Fidelity Investments Life Insurance Company (FILI) and FundQuest, a provider of fee-based managed account services, have agreed that FundQuest will market the Fidelity Personal Retirement Annuity to broker-dealers and about 40 registered investment advisors.
The deal, which helps Fidelity extend its reach into the fee-based advisor and RIA channels, had been under discussion for about 18 months, according to one person familiar with the arrangement. “FILI was looking to get into the RIA and broker-dealer spaces, and this was one of the results of that push,” the source said.
Fidelity Personal Retirement Annuity (FPRA) is a bare-bones variable annuity that provides an opportunity for tax-deferred accumulation in more than 50 funds with an annual annuity charge of only 35 basis points-well below the industry average of 1.37% for nongroup open variable annuities. The contract can be annuitized but does not offer any guaranteed income riders or guaranteed minimum death benefits.
In other words, the transaction is unrelated to the turbulent world of variable annuities with lifetime income guarantees, which has gone through boom and bust in the last three years or so. Interest in products like FPRA and Jefferson National Life’s low-cost variable annuity are pure tax-deferral vehicles for fee-based advisors with clients who want to save far more on a tax-deferred basis than they could in an IRA or a 401(k) plan.
Interest in such products could rise or fall in the future, depending on the future of U.S. tax policy and whether high-income taxpayers expect to pay more or less taxes in retirement than they currently do. On the other hand, a product like FPRA has value for someone who simply wants to save on a tax-deferred basis for several decades and then convert the assets to an income annuity-the purpose for which it was originally intended.

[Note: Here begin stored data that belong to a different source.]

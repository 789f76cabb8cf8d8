use clap::Parser;
use gateway_client::gateway::DispatchEvent;
use gateway_client::version::VERSION;
use gateway_client::{GatewayClient, GatewayConfig, GatewayError, GatewayEvent};
use std::path::PathBuf;
use std::sync::Arc;
use tracing::{error, info, warn};
use tracing_appender::rolling;
use tracing_subscriber::{EnvFilter, fmt, layer::SubscriberExt, util::SubscriberInitExt};

#[derive(Parser, Debug)]
#[command(author, version = VERSION, about, long_about = None)]
struct Args {
    /// Path to the configuration file
    #[arg(short, long)]
    config: Option<PathBuf>,
}

fn init_logging(log_dir: &str) {
    // Log to a file: JSON format, daily rotation
    let file_appender = rolling::daily(log_dir, "gateway.log");
    let file_layer = fmt::layer()
        .with_writer(file_appender)
        .with_ansi(false)
        .json();

    // Log to stdout: human-readable format
    let stdout_layer = fmt::layer().with_writer(std::io::stdout);

    // Default to `info` level if RUST_LOG is not set.
    let env_filter = EnvFilter::try_from_default_env().unwrap_or_else(|_| EnvFilter::new("info"));

    tracing_subscriber::registry()
        .with(env_filter)
        .with(file_layer)
        .with(stdout_layer)
        .init();
}

#[tokio::main]
async fn main() -> Result<(), Box<dyn std::error::Error + Send + Sync>> {
    let args = Args::parse();

    let config = match GatewayConfig::load(args.config.as_deref()) {
        Ok(config) => config,
        Err(e) => {
            eprintln!("Failed to load gateway configuration: {e}");
            return Err(e.into());
        }
    };

    init_logging(&config.log_dir);
    info!(version = VERSION, endpoint = %config.endpoint_url(), "Starting gateway client...");

    let client = Arc::new(GatewayClient::from_config(&config)?);
    for event in GatewayEvent::ALL {
        client.dispatcher().register_event(event, |dispatch: Arc<DispatchEvent>| async move {
            info!(
                event = %dispatch.event,
                sequence = ?dispatch.sequence,
                data = %dispatch.data,
                "Received gateway event."
            );
            Ok(())
        });
    }

    let signal_client = client.clone();
    tokio::spawn(async move {
        match tokio::signal::ctrl_c().await {
            Ok(()) => {
                info!("Ctrl-C received. Closing the gateway session.");
                signal_client.close();
            }
            Err(e) => error!(error = %e, "Failed to listen for Ctrl-C."),
        }
    });

    match client.run().await {
        Ok(()) => {
            info!("Gateway client stopped.");
            Ok(())
        }
        Err(e @ GatewayError::SocketClosed { .. }) => {
            warn!(error = %e, close_code = ?e.close_code(), "Gateway closed the session.");
            Ok(())
        }
        Err(e) => {
            error!(error = %e, "Gateway client failed.");
            Err(e.into())
        }
    }
}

FPRA will be featured on FundQuest’s Wealth Architect, an advisor back-office and investment management platform. Advisory firms use Wealth Architect to outsource the construction and management of fee-based mutual fund models, unified managed accounts (UMAs), income portfolios, specialized portfolios and a variety of services. FundQuest was already a client of the Fidelity Institutional Wealt h Services Group.

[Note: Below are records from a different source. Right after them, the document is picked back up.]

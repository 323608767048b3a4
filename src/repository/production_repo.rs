// ==========================================
// 合金配料系统 - 生产记录数据仓储
// ==========================================
// 红线: 生产记录只由投料事务写入（insert_record_in），此处仅查询与质检更新
// 对齐: production_record 表
// ==========================================

use crate::db::open_sqlite_connection;
use crate::domain::production::{MaterialUsage, ProductionRecord};
use crate::domain::types::QualityStatus;
use crate::repository::error::{RepositoryError, RepositoryResult};
use rusqlite::{params, Connection, OptionalExtension, Row};
use std::sync::{Arc, Mutex};

const RECORD_COLUMNS: &str = "record_id, product_name, amount_kg, produced_at, operator, \
     quality_status, quality_note, materials_used_json";

// ==========================================
// ProductionRecordRepository - 生产记录仓储
// ==========================================
pub struct ProductionRecordRepository {
    conn: Arc<Mutex<Connection>>,
}

impl ProductionRecordRepository {
    pub fn new(db_path: &str) -> RepositoryResult<Self> {
        let conn = open_sqlite_connection(db_path)?;
        Ok(Self {
            conn: Arc::new(Mutex::new(conn)),
        })
    }

    pub fn from_connection(conn: Arc<Mutex<Connection>>) -> Self {
        Self { conn }
    }

    fn get_conn(&self) -> RepositoryResult<std::sync::MutexGuard<Connection>> {
        self.conn
            .lock()
            .map_err(|e| RepositoryError::LockError(e.to_string()))
    }

    /// 按记录ID查询
    pub fn find_by_id(&self, record_id: &str) -> RepositoryResult<Option<ProductionRecord>> {
        let conn = self.get_conn()?;
        let sql = format!("SELECT {} FROM production_record WHERE record_id = ?1", RECORD_COLUMNS);
        let record = conn
            .query_row(&sql, params![record_id], map_record_row)
            .optional()?;
        Ok(record)
    }

    /// 最近的生产记录（按生产时间倒序）
    pub fn list_recent(&self, limit: usize) -> RepositoryResult<Vec<ProductionRecord>> {
        let conn = self.get_conn()?;
        let sql = format!(
            "SELECT {} FROM production_record ORDER BY produced_at DESC, record_id LIMIT ?1",
            RECORD_COLUMNS
        );
        let mut stmt = conn.prepare(&sql)?;
        let rows = stmt.query_map(params![limit as i64], map_record_row)?;
        let records = rows.collect::<Result<Vec<_>, _>>()?;
        Ok(records)
    }

    /// 按产品查询生产记录（按生产时间倒序）
    pub fn list_by_product(
        &self,
        product_name: &str,
        limit: usize,
    ) -> RepositoryResult<Vec<ProductionRecord>> {
        let conn = self.get_conn()?;
        let sql = format!(
            "SELECT {} FROM production_record WHERE product_name = ?1 \
             ORDER BY produced_at DESC, record_id LIMIT ?2",
            RECORD_COLUMNS
        );
        let mut stmt = conn.prepare(&sql)?;
        let rows = stmt.query_map(params![product_name, limit as i64], map_record_row)?;
        let records = rows.collect::<Result<Vec<_>, _>>()?;
        Ok(records)
    }

    /// 统计生产记录数
    pub fn count(&self) -> RepositoryResult<usize> {
        let conn = self.get_conn()?;
        let n: i64 = conn.query_row("SELECT COUNT(*) FROM production_record", [], |row| row.get(0))?;
        Ok(n as usize)
    }

    /// 更新质检结果（生产记录唯一可变的字段组）
    pub fn update_quality(
        &self,
        record_id: &str,
        status: QualityStatus,
        note: Option<&str>,
    ) -> RepositoryResult<()> {
        let conn = self.get_conn()?;
        let affected = conn.execute(
            "UPDATE production_record SET quality_status = ?1, quality_note = ?2 WHERE record_id = ?3",
            params![status.to_db_str(), note, record_id],
        )?;
        if affected == 0 {
            return Err(RepositoryError::NotFound {
                entity: "ProductionRecord".to_string(),
                id: record_id.to_string(),
            });
        }
        Ok(())
    }
}

/// 在调用方已开启的事务中写入生产记录
pub(crate) fn insert_record_in(conn: &Connection, record: &ProductionRecord) -> RepositoryResult<()> {
    conn.execute(
        r#"
        INSERT INTO production_record (
            record_id, product_name, amount_kg, produced_at, operator,
            quality_status, quality_note, materials_used_json
        ) VALUES (?1, ?2, ?3, ?4, ?5, ?6, ?7, ?8)
        "#,
        params![
            record.record_id,
            record.product_name,
            record.amount_kg,
            record.produced_at.to_rfc3339(),
            record.operator,
            record.quality_status.to_db_str(),
            record.quality_note,
            serde_json::to_string(&record.materials_used)?,
        ],
    )?;
    Ok(())
}

fn map_record_row(row: &Row<'_>) -> rusqlite::Result<ProductionRecord> {
    let status_raw: String = row.get(5)?;
    let usage_json: String = row.get(7)?;
    let materials_used: Vec<MaterialUsage> = serde_json::from_str(&usage_json).map_err(|e| {
        rusqlite::Error::FromSqlConversionFailure(7, rusqlite::types::Type::Text, Box::new(e))
    })?;

    Ok(ProductionRecord {
        record_id: row.get(0)?,
        product_name: row.get(1)?,
        amount_kg: row.get(2)?,
        produced_at: row
            .get::<_, String>(3)?
            .parse::<chrono::DateTime<chrono::Utc>>()
            .unwrap_or_else(|_| chrono::Utc::now()),
        operator: row.get(4)?,
        quality_status: QualityStatus::from_str(&status_raw).unwrap_or_default(),
        quality_note: row.get(6)?,
        materials_used,
    })
}

#[cfg(test)]
mod tests {
    use super::*;
    use crate::db::{configure_sqlite_connection, init_schema};
    use crate::domain::recipe::{Recipe, RecipeLine};

    fn setup() -> (Arc<Mutex<Connection>>, ProductionRecordRepository) {
        let conn = Connection::open_in_memory().unwrap();
        configure_sqlite_connection(&conn).unwrap();
        init_schema(&conn).unwrap();
        let conn = Arc::new(Mutex::new(conn));
        (conn.clone(), ProductionRecordRepository::from_connection(conn))
    }

    fn record(product: &str) -> ProductionRecord {
        let recipe = Recipe::from_lines(vec![RecipeLine::new("A", 40.0), RecipeLine::new("B", 60.0)]);
        ProductionRecord::from_recipe(product, 200.0, &recipe, "tester")
    }

    #[test]
    fn test_insert_and_find_by_id() {
        let (conn, repo) = setup();
        let rec = record("P1");
        insert_record_in(&conn.lock().unwrap(), &rec).unwrap();

        let found = repo.find_by_id(&rec.record_id).unwrap().unwrap();
        assert_eq!(found.product_name, "P1");
        assert_eq!(found.quality_status, QualityStatus::Pending);
        assert_eq!(found.usage_of("A"), Some(80.0));
        assert_eq!(found.usage_of("B"), Some(120.0));
        assert_eq!(repo.count().unwrap(), 1);
    }

    #[test]
    fn test_list_by_product() {
        let (conn, repo) = setup();
        {
            let guard = conn.lock().unwrap();
            insert_record_in(&guard, &record("P1")).unwrap();
            insert_record_in(&guard, &record("P1")).unwrap();
            insert_record_in(&guard, &record("P2")).unwrap();
        }

        assert_eq!(repo.list_by_product("P1", 10).unwrap().len(), 2);
        assert_eq!(repo.list_by_product("P2", 10).unwrap().len(), 1);
        assert_eq!(repo.list_recent(2).unwrap().len(), 2);
    }

    #[test]
    fn test_update_quality() {
        let (conn, repo) = setup();
        let rec = record("P1");
        insert_record_in(&conn.lock().unwrap(), &rec).unwrap();

        repo.update_quality(&rec.record_id, QualityStatus::Passed, Some("光谱合格"))
            .unwrap();
        let found = repo.find_by_id(&rec.record_id).unwrap().unwrap();
        assert_eq!(found.quality_status, QualityStatus::Passed);
        assert_eq!(found.quality_note.as_deref(), Some("光谱合格"));

        assert!(matches!(
            repo.update_quality("missing", QualityStatus::Failed, None),
            Err(RepositoryError::NotFound { .. })
        ));
    }
}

“This is about expanded distribution rather than product innovation,” said Joan Bloom, senior vice president in Fidelity’s individual retirement business. “Fee-based advisors are generally under-represented in the annuity space. We believe that annuities can play an important role in adding tax efficiency to a portfolio.”
Some of FundQuest’s broker-dealer clients are owned by insurance companies that in some cases offer their own competing variable annuities. “Some advisors have their own proprietary products, in which case we wouldn’t be offered. Or we might, depending on their views on open architecture,” Bloom added.
The alliance, said to have been initiated by a FundQuest client who wanted access to an additional variable annuity through the FundQuest platform, marks the first time Fidelity’s annuity and insurance business has expanded its distribution through a turnkey asset management firm like FundQuest. Since 2005, Fidelity has marketed the product direct to consumers. Both firms are based in Boston. FundQuest, which has an estimated $40 billion under management in the U.S. and Europe, is a unit of BNP Paribas.
According to a release, FundQuest has integrated FPRA into its asset allocation modeling capabilities for fee-based advisors. Fidelity will provide annuity-related sales support and access to Fidelity’s insurance-licensed sales representatives.